Assignment
Transcribe the listing below in its entirety, exactly.

Extracted information
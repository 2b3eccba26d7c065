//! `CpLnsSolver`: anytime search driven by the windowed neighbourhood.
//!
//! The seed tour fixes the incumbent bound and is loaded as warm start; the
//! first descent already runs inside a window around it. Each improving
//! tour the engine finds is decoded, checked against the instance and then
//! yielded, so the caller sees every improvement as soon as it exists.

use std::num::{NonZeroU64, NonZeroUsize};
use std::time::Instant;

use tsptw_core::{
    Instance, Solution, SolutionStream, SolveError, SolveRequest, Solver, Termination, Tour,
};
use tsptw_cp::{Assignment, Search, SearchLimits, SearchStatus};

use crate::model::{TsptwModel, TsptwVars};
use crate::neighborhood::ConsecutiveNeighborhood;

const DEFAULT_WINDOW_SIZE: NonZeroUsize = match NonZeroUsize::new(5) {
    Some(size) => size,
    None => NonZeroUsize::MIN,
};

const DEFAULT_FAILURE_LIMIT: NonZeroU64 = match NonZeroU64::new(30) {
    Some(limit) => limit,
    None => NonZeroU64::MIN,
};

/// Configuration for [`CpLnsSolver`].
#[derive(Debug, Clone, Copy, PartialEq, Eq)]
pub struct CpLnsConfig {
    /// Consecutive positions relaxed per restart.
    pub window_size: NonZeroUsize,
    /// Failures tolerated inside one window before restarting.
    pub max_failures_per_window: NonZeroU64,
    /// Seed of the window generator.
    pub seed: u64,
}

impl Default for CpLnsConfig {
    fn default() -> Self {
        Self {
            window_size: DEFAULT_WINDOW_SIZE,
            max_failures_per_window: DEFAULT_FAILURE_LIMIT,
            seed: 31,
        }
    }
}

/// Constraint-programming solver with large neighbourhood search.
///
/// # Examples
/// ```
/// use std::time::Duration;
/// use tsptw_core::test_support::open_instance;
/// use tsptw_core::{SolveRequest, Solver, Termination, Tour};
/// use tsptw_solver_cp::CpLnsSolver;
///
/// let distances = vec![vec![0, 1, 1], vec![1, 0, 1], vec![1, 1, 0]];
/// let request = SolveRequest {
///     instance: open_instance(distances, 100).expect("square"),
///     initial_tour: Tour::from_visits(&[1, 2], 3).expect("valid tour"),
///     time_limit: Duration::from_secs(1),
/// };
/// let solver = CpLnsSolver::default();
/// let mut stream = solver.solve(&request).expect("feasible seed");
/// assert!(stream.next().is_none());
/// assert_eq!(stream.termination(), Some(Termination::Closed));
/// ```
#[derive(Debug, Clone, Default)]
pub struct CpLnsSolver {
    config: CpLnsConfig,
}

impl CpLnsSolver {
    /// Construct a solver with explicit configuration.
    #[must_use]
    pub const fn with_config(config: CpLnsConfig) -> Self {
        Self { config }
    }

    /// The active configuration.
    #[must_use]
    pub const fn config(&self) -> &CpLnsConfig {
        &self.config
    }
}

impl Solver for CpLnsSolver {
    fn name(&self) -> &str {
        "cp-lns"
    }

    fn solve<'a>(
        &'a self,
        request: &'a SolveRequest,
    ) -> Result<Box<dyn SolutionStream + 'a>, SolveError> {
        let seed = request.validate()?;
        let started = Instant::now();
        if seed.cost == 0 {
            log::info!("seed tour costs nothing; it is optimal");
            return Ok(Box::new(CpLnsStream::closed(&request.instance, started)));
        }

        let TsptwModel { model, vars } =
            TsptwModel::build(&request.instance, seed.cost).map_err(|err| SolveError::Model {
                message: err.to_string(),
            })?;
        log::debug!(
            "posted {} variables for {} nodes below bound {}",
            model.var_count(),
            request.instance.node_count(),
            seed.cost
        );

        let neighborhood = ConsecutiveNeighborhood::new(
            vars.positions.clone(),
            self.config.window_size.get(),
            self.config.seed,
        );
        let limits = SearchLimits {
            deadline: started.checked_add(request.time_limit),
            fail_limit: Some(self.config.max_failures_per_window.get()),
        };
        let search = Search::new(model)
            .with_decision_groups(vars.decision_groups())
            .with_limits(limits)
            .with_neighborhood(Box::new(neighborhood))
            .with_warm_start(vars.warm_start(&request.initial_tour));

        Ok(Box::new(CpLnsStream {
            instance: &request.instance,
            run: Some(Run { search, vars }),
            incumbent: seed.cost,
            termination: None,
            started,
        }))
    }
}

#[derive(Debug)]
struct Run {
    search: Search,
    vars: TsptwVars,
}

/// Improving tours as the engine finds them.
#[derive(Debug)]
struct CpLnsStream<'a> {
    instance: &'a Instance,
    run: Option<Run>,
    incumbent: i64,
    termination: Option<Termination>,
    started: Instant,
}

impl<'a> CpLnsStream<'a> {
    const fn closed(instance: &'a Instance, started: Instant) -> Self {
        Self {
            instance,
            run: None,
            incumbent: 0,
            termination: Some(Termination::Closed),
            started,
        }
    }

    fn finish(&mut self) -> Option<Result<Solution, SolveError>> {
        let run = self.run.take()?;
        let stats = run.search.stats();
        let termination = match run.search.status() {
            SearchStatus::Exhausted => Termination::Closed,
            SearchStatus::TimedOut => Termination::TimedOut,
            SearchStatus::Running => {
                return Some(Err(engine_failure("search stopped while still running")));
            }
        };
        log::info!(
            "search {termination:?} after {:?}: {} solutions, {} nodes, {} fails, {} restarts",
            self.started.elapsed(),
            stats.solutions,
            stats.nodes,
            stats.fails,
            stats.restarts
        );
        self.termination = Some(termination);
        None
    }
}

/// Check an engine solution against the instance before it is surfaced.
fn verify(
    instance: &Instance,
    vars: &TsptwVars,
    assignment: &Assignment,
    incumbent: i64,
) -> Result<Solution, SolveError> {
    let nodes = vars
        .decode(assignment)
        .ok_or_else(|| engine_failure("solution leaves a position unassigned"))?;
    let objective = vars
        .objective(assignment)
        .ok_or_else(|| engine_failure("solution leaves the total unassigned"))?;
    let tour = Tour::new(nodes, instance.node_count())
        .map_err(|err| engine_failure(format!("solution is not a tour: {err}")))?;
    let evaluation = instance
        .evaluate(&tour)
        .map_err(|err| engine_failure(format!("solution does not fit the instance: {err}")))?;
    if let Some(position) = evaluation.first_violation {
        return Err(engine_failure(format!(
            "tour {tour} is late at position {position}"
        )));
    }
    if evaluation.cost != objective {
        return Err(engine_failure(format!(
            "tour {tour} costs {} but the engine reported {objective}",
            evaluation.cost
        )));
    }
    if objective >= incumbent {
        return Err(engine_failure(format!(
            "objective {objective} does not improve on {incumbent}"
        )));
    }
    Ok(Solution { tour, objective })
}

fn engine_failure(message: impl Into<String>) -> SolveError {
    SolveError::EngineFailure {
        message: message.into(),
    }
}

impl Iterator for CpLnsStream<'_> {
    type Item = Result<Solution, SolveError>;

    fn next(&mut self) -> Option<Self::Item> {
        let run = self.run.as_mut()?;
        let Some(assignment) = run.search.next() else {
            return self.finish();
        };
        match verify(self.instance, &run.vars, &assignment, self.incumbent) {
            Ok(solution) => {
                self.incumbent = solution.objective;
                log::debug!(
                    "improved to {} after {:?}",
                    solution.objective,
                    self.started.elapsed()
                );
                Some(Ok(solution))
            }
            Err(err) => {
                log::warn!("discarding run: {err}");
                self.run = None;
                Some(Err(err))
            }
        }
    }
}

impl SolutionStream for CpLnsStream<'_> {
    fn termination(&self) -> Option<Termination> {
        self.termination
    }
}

Problem solution
repository 2b3eccba26d7c065
//! `CpLnsSolver`: anytime search driven by the windowed neighbourhood.
//!
//! The seed tour fixes the incumbent bound and is loaded as warm start; the
//! first descent already runs inside a window around it. Each improving
//! tour the engine finds is decoded, checked against the instance and then
//! yielded, so the caller sees every improvement as soon as it exists.

use std::num::{NonZeroU64, NonZeroUsize};
use std::time::Instant;

use tsptw_core::{
    Instance, Solution, SolutionStream, SolveError, SolveRequest, Solver, Termination, Tour,
};
use tsptw_cp::{Assignment, Search, SearchLimits, SearchStatus};

use crate::model::{TsptwModel, TsptwVars};
use crate::neighborhood::ConsecutiveNeighborhood;

const DEFAULT_WINDOW_SIZE: NonZeroUsize = match NonZeroUsize::new(5) {
    Some(size) => size,
    None => NonZeroUsize::MIN,
};

const DEFAULT_FAILURE_LIMIT: NonZeroU64 = match NonZeroU64::new(30) {
    Some(limit) => limit,
    None => NonZeroU64::MIN,
};

/// Configuration for [`CpLnsSolver`].
#[derive(Debug, Clone, Copy, PartialEq, Eq)]
pub struct CpLnsConfig {
    /// Consecutive positions relaxed per restart.
    pub window_size: NonZeroUsize,
    /// Failures tolerated inside one window before restarting.
    pub max_failures_per_window: NonZeroU64,
    /// Seed of the window generator.
    pub seed: u64,
}

impl Default for CpLnsConfig {
    fn default() -> Self {
        Self {
            window_size: DEFAULT_WINDOW_SIZE,
            max_failures_per_window: DEFAULT_FAILURE_LIMIT,
            seed: 31,
        }
    }
}

/// Constraint-programming solver with large neighbourhood search.
///
/// # Examples
/// ```
/// use std::time::Duration;
/// use tsptw_core::test_support::open_instance;
/// use tsptw_core::{SolveRequest, Solver, Termination, Tour};
/// use tsptw_solver_cp::CpLnsSolver;
///
/// let distances = vec![vec![0, 1, 1], vec![1, 0, 1], vec![1, 1, 0]];
/// let request = SolveRequest {
///     instance: open_instance(distances, 100).expect("square"),
///     initial_tour: Tour::from_visits(&[1, 2], 3).expect("valid tour"),
///     time_limit: Duration::from_secs(1),
/// };
/// let solver = CpLnsSolver::default();
/// let mut stream = solver.solve(&request).expect("feasible seed");
/// assert!(stream.next().is_none());
/// assert_eq!(stream.termination(), Some(Termination::Closed));
/// ```
#[derive(Debug, Clone, Default)]
pub struct CpLnsSolver {
    config: CpLnsConfig,
}

impl CpLnsSolver {
    /// Construct a solver with explicit configuration.
    #[must_use]
    pub const fn with_config(config: CpLnsConfig) -> Self {
        Self { config }
    }

    /// The active configuration.
    #[must_use]
    pub const fn config(&self) -> &CpLnsConfig {
        &self.config
    }
}

impl Solver for CpLnsSolver {
    fn name(&self) -> &str {
        "cp-lns"
    }

    fn solve<'a>(
        &'a self,
        request: &'a SolveRequest,
    ) -> Result<Box<dyn SolutionStream + 'a>, SolveError> {
        let seed = request.validate()?;
        let started = Instant::now();
        if seed.cost == 0 {
            log::info!("seed tour costs nothing; it is optimal");
            return Ok(Box::new(CpLnsStream::closed(&request.instance, started)));
        }

        let TsptwModel { model, vars } =
            TsptwModel::build(&request.instance, seed.cost).map_err(|err| SolveError::Model {
                message: err.to_string(),
            })?;
        log::debug!(
            "posted {} variables for {} nodes below bound {}",
            model.var_count(),
            request.instance.node_count(),
            seed.cost
        );

        let neighborhood = ConsecutiveNeighborhood::new(
            vars.positions.clone(),
            self.config.window_size.get(),
            self.config.seed,
        );
        let limits = SearchLimits {
            deadline: started.checked_add(request.time_limit),
            fail_limit: Some(self.config.max_failures_per_window.get()),
        };
        let search = Search::new(model)
            .with_decision_groups(vars.decision_groups())
            .with_limits(limits)
            .with_neighborhood(Box::new(neighborhood))
            .with_warm_start(vars.warm_start(&request.initial_tour));

        Ok(Box::new(CpLnsStream {
            instance: &request.instance,
            run: Some(Run { search, vars }),
            incumbent: seed.cost,
            termination: None,
            started,
        }))
    }
}

#[derive(Debug)]
struct Run {
    search: Search,
    vars: TsptwVars,
}

/// Improving tours as the engine finds them.
#[derive(Debug)]
struct CpLnsStream<'a> {
    instance: &'a Instance,
    run: Option<Run>,
    incumbent: i64,
    termination: Option<Termination>,
    started: Instant,
}

impl<'a> CpLnsStream<'a> {
    const fn closed(instance: &'a Instance, started: Instant) -> Self {
        Self {
            instance,
            run: None,
            incumbent: 0,
            termination: Some(Termination::Closed),
            started,
        }
    }

    fn finish(&mut self) -> Option<Result<Solution, SolveError>> {
        let run = self.run.take()?;
        let stats = run.search.stats();
        let termination = match run.search.status() {
            SearchStatus::Exhausted => Termination::Closed,
            SearchStatus::TimedOut => Termination::TimedOut,
            SearchStatus::Running => {
                return Some(Err(engine_failure("search stopped while still running")));
            }
        };
        log::info!(
            "search {termination:?} after {:?}: {} solutions, {} nodes, {} fails, {} restarts",
            self.started.elapsed(),
            stats.solutions,
            stats.nodes,
            stats.fails,
            stats.restarts
        );
        self.termination = Some(termination);
        None
    }
}

/// Check an engine solution against the instance before it is surfaced.
fn verify(
    instance: &Instance,
    vars: &TsptwVars,
    assignment: &Assignment,
    incumbent: i64,
) -> Result<Solution, SolveError> {
    let nodes = vars
        .decode(assignment)
        .ok_or_else(|| engine_failure("solution leaves a position unassigned"))?;
    let objective = vars
        .objective(assignment)
        .ok_or_else(|| engine_failure("solution leaves the total unassigned"))?;
    let tour = Tour::new(nodes, instance.node_count())
        .map_err(|err| engine_failure(format!("solution is not a tour: {err}")))?;
    let evaluation = instance
        .evaluate(&tour)
        .map_err(|err| engine_failure(format!("solution does not fit the instance: {err}")))?;
    if let Some(position) = evaluation.first_violation {
        return Err(engine_failure(format!(
            "tour {tour} is late at position {position}"
        )));
    }
    if evaluation.cost != objective {
        return Err(engine_failure(format!(
            "tour {tour} costs {} but the engine reported {objective}",
            evaluation.cost
        )));
    }
    if objective >= incumbent {
        return Err(engine_failure(format!(
            "objective {objective} does not improve on {incumbent}"
        )));
    }
    Ok(Solution { tour, objective })
}

fn engine_failure(message: impl Into<String>) -> SolveError {
    SolveError::EngineFailure {
        message: message.into(),
    }
}

impl Iterator for CpLnsStream<'_> {
    type Item = Result<Solution, SolveError>;

    fn next(&mut self) -> Option<Self::Item> {
        let run = self.run.as_mut()?;
        let Some(assignment) = run.search.next() else {
            return self.finish();
        };
        match verify(self.instance, &run.vars, &assignment, self.incumbent) {
            Ok(solution) => {
                self.incumbent = solution.objective;
                log::debug!(
                    "improved to {} after {:?}",
                    solution.objective,
                    self.started.elapsed()
                );
                Some(Ok(solution))
            }
            Err(err) => {
                log::warn!("discarding run: {err}");
                self.run = None;
                Some(Err(err))
            }
        }
    }
}

impl SolutionStream for CpLnsStream<'_> {
    fn termination(&self) -> Option<Termination> {
        self.termination
    }
}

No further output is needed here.